For years a debate existed in SSA claims as to what evidence had to be submitted to SSA.  The burden of proof has always been on the claimant and counsel to prove the claimant was “disabled”.   A claimant is presumed to be “not disabled” until he or she proves to SSA’s satisfaction that disability exists.  There was no single pronouncement, be it by SSA,  state bar rules, etc. whether a claimant must also, as appropriate, prove he or she in not disabled.

To no one’s huge surprise, in April 2015, SSA ended all the debate and ruled that the claimant and/or counsel must submit ALL evidence. “Relevance” was deleted from the equation.  “Work product” was deleted from the equation.  State bar rules as to evidence and ethics were deleted.  As simply concluded by SSA all or everything had to be submitted.  This rule also applied to unrepresented claimants so not having representation or firing representative after harmful evidence was discovered does not “save” the claim.

SSA, in its public comments associated with this new regulation, admitted these new provisions would lead to more denial of claims.  It would then be up to the skills of a claimant’s representative to argue why SSA or the ALJ should not give greater weight to the more harmful evidence.

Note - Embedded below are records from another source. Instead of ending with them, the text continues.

use crate::event::{DecodeError, EventKind, Message};
use crate::plans::{self, PLAN_CURRENCY, Plan};
use log::warn;
use serde_json::Value;

/// Bits per currency unit for cheers.
pub const BITS_PER_UNIT: f64 = 100.0;

/// A classified alert ready to be folded into the running total.
#[derive(Debug, Clone, PartialEq)]
pub enum Alert {
    Cheer {
        name: String,
        bits: i64,
    },
    Donation {
        name: String,
        amount: f64,
        currency: String,
    },
    Subscription {
        name: String,
        months: u32,
        plan: &'static Plan,
    },
}

impl Alert {
    /// Monetary value before currency conversion, in [`Alert::currency`].
    ///
    /// Cheers are worth one unit per [`BITS_PER_UNIT`] bits.
    pub fn amount(&self) -> f64 {
        match self {
            Alert::Cheer { bits, .. } => *bits as f64 / BITS_PER_UNIT,
            Alert::Donation { amount, .. } => *amount,
            Alert::Subscription { plan, .. } => plan.amount,
        }
    }

    /// Currency of [`Alert::amount`].
    pub fn currency(&self) -> &str {
        match self {
            Alert::Donation { currency, .. } => currency,
            Alert::Cheer { .. } | Alert::Subscription { .. } => PLAN_CURRENCY,
        }
    }

    /// Display name of the sender.
    pub fn name(&self) -> &str {
        match self {
            Alert::Cheer { name, .. }
            | Alert::Donation { name, .. }
            | Alert::Subscription { name, .. } => name,
        }
    }
}

/// Extract the alert carried by `message` for an event of `kind`.
///
/// Returns `Ok(None)` for kinds the relay ignores and for subscriptions to
/// an unknown plan (logged as a warning).
///
/// # Examples
///
/// ```
/// use alertfold::{Alert, EventKind, Message, classify};
/// use serde_json::json;
///
/// let mut message = Message::with_id("a");
/// message.amount = Some(json!("500"));
///
/// let alert = classify(&EventKind::Bits, &message).unwrap().unwrap();
/// assert_eq!(alert.amount(), 5.0);
/// ```
pub fn classify(kind: &EventKind, message: &Message) -> Result<Option<Alert>, DecodeError> {
    match kind {
        EventKind::Bits => {
            let raw = message
                .amount
                .as_ref()
                .ok_or(DecodeError::MissingAmount { kind: "cheer" })?;
            Ok(Some(Alert::Cheer {
                name: message.name.clone(),
                bits: parse_int(raw).ok_or_else(|| invalid("cheer", raw))?,
            }))
        }
        EventKind::Donation => {
            let raw = message
                .amount
                .as_ref()
                .ok_or(DecodeError::MissingAmount { kind: "donation" })?;
            let amount = parse_float(raw).ok_or_else(|| invalid("donation", raw))?;
            let currency = message
                .currency
                .clone()
                .ok_or(DecodeError::MissingCurrency)?;
            Ok(Some(Alert::Donation {
                name: message.name.clone(),
                amount,
                currency,
            }))
        }
        EventKind::Subscription | EventKind::Resub => {
            let plan_id = message.sub_plan.as_deref().unwrap_or_default();
            let Some(plan) = plans::find(plan_id) else {
                warn!(
                    "Subscription plan \"{plan_id}\" not found (from {}, id {:?})",
                    message.name, message.id
                );
                return Ok(None);
            };
            Ok(Some(Alert::Subscription {
                name: message.name.clone(),
                months: message.months.unwrap_or(1),
                plan,
            }))
        }
        EventKind::Other(_) => Ok(None),
    }
}

fn invalid(kind: &'static str, raw: &Value) -> DecodeError {
    DecodeError::InvalidAmount {
        kind,
        value: raw.to_string(),
    }
}

/// Base-10 integer read the way `parseInt` does: leading whitespace, an
/// optional sign, then as many digits as there are. Negative counts are
/// rejected; the total only grows.
fn parse_int(raw: &Value) -> Option<i64> {
    let value = match raw {
        Value::Number(n) => n.as_i64().or_else(|| {
            n.as_f64()
                .filter(|f| f.is_finite())
                .map(|f| f.trunc() as i64)
        }),
        Value::String(s) => {
            let s = s.trim_start();
            let (negative, digits) = match s.as_bytes().first() {
                Some(b'-') => (true, &s[1..]),
                Some(b'+') => (false, &s[1..]),
                _ => (false, s),
            };
            let end = digits
                .find(|c: char| !c.is_ascii_digit())
                .unwrap_or(digits.len());
            let value: i64 = digits[..end].parse().ok()?;
            Some(if negative { -value } else { value })
        }
        _ => None,
    }?;
    (value >= 0).then_some(value)
}

fn parse_float(raw: &Value) -> Option<f64> {
    let value = match raw {
        Value::Number(n) => n.as_f64(),
        Value::String(s) => s.trim().parse::<f64>().ok(),
        _ => None,
    }?;
    (value.is_finite() && value >= 0.0).then_some(value)
}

There are still ways to deal with this issue.  It is incumbent upon claimants to provide much greater detail as to their medical treatment, both doctors, clinics, and hospital, etc.  Saying I don’t remember the doctor’s name, the address, periods of treatment, complicates the task of the representative and could adversely affect your ability to win a claim.  Virtually every ALJ, at the beginning of a hearing will ask if the record is now complete.  In combination with another new rule requiring the submission of all evidence 5 days before the hearing, your representative might no longer be able to submit helpful evidence you neglected to talk about or forgot.

It is now even more critical that you have a candid conversation with your doctor(s) as to whether they believe you are “disabled” or not.  Do not innocently believe every doctor is supportive of every patient as being disabled.  Claimants that are naive will either buy my share of the Brooklyn Bridge or suffer the denial of their claim. Even if doctors think you are “disabled”, some will elect to not get involved in SSA claims at all.

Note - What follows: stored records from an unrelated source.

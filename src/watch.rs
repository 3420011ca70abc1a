use crate::relay::Inbound;
use crossbeam_channel::{Receiver, RecvTimeoutError, Sender};
use log::{debug, warn};
use notify::{EventKind, RecommendedWatcher, RecursiveMode, Watcher};
use std::ffi::OsString;
use std::io;
use std::path::Path;
use std::thread::{self, JoinHandle};
use std::time::Duration;

/// Default quiet period before an external edit is acted on.
pub const DEFAULT_DEBOUNCE: Duration = Duration::from_secs(5);

/// Watches the state file for edits made by other processes.
///
/// Filesystem events are collapsed: once an event arrives, further events
/// are absorbed until the file has been quiet for the debounce window, and
/// then a single [`Inbound::StateFileChanged`] is sent. The relay's own
/// writes show up here too; the state store recognises them by content hash.
///
/// Dropping the watcher stops watching and joins the debounce thread.
pub struct StateWatcher {
    watcher: Option<RecommendedWatcher>,
    thread: Option<JoinHandle<()>>,
}

impl StateWatcher {
    /// Start watching `state_path`, reporting to `sink`.
    pub fn spawn(state_path: &Path, debounce: Duration, sink: Sender<Inbound>) -> io::Result<Self> {
        let file_name: OsString = state_path
            .file_name()
            .map(OsString::from)
            .ok_or_else(|| {
                io::Error::new(
                    io::ErrorKind::InvalidInput,
                    format!("{} has no file name", state_path.display()),
                )
            })?;
        let dir = match state_path.parent() {
            Some(parent) if !parent.as_os_str().is_empty() => parent.to_path_buf(),
            _ => Path::new(".").to_path_buf(),
        };

        let (raw_tx, raw_rx) = crossbeam_channel::unbounded::<()>();

        let mut watcher = notify::recommended_watcher(
            move |res: notify::Result<notify::Event>| match res {
                Ok(event) => {
                    if matches!(event.kind, EventKind::Access(_)) {
                        return;
                    }
                    if event
                        .paths
                        .iter()
                        .any(|p| p.file_name() == Some(file_name.as_os_str()))
                    {
                        let _ = raw_tx.send(());
                    }
                }
                Err(e) => warn!("state file watch error: {e}"),
            },
        )
        .map_err(io::Error::other)?;

        watcher
            .watch(&dir, RecursiveMode::NonRecursive)
            .map_err(io::Error::other)?;

        let thread = thread::Builder::new()
            .name("alertfold-watch".into())
            .spawn(move || debounce_loop(raw_rx, debounce, sink))?;

        Ok(StateWatcher {
            watcher: Some(watcher),
            thread: Some(thread),
        })
    }
}

impl Drop for StateWatcher {
    fn drop(&mut self) {
        // The debounce thread exits once the watcher's sender is gone.
        drop(self.watcher.take());
        if let Some(thread) = self.thread.take() {
            let _ = thread.join();
        }
    }
}

fn debounce_loop(raw: Receiver<()>, window: Duration, sink: Sender<Inbound>) {
    while raw.recv().is_ok() {
        loop {
            match raw.recv_timeout(window) {
                Ok(()) => continue,
                Err(RecvTimeoutError::Timeout) => break,
                Err(RecvTimeoutError::Disconnected) => return,
            }
        }

        debug!("state file changed on disk");
        if sink.send(Inbound::StateFileChanged).is_err() {
            return;
        }
    }
}
//! Event sources feeding the dispatcher.
//!
//! Every transport turns its input into [`Inbound::Event`] messages on the
//! relay's channel. The Streamlabs socket client lives in
//! [`socketio`](crate::socketio); this module holds the line-oriented
//! source used for replays and external bridges.

use crate::relay::Inbound;
use crossbeam_channel::Sender;
use log::warn;
use serde_json::Value;
use std::io::{self, BufRead};

/// Forward newline-delimited JSON events from `reader`.
///
/// Blank lines are skipped; lines that are not JSON are logged and skipped.
/// Stops early if the relay has gone away. Returns the number of events
/// forwarded.
pub fn forward_ndjson<R: BufRead>(reader: R, sink: &Sender<Inbound>) -> io::Result<usize> {
    let mut forwarded = 0;

    for (index, line) in reader.lines().enumerate() {
        let line = line?;
        let line = line.trim();
        if line.is_empty() {
            continue;
        }

        let event: Value = match serde_json::from_str(line) {
            Ok(event) => event,
            Err(e) => {
                warn!("skipping line {}: not JSON ({e})", index + 1);
                continue;
            }
        };

        if sink.send(Inbound::Event(event)).is_err() {
            break;
        }
        forwarded += 1;
    }

    Ok(forwarded)
}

The process of obtaining medical records is becoming more complex and expensive.  SSA does not have the manpower or financial appropriations to obtain all the records from all of the sources identified to it.  I understand the intent of this rule but believe it is misguided in its implementation.  SSA allows us to either provide the records or identify the source(s) so SSA can obtain them over time, hopefully, the diversion of resources to obtain all of this evidence might cause SSA to revisit this issue.  Claimants and representatives do not have the funds to obtain all of this evidence.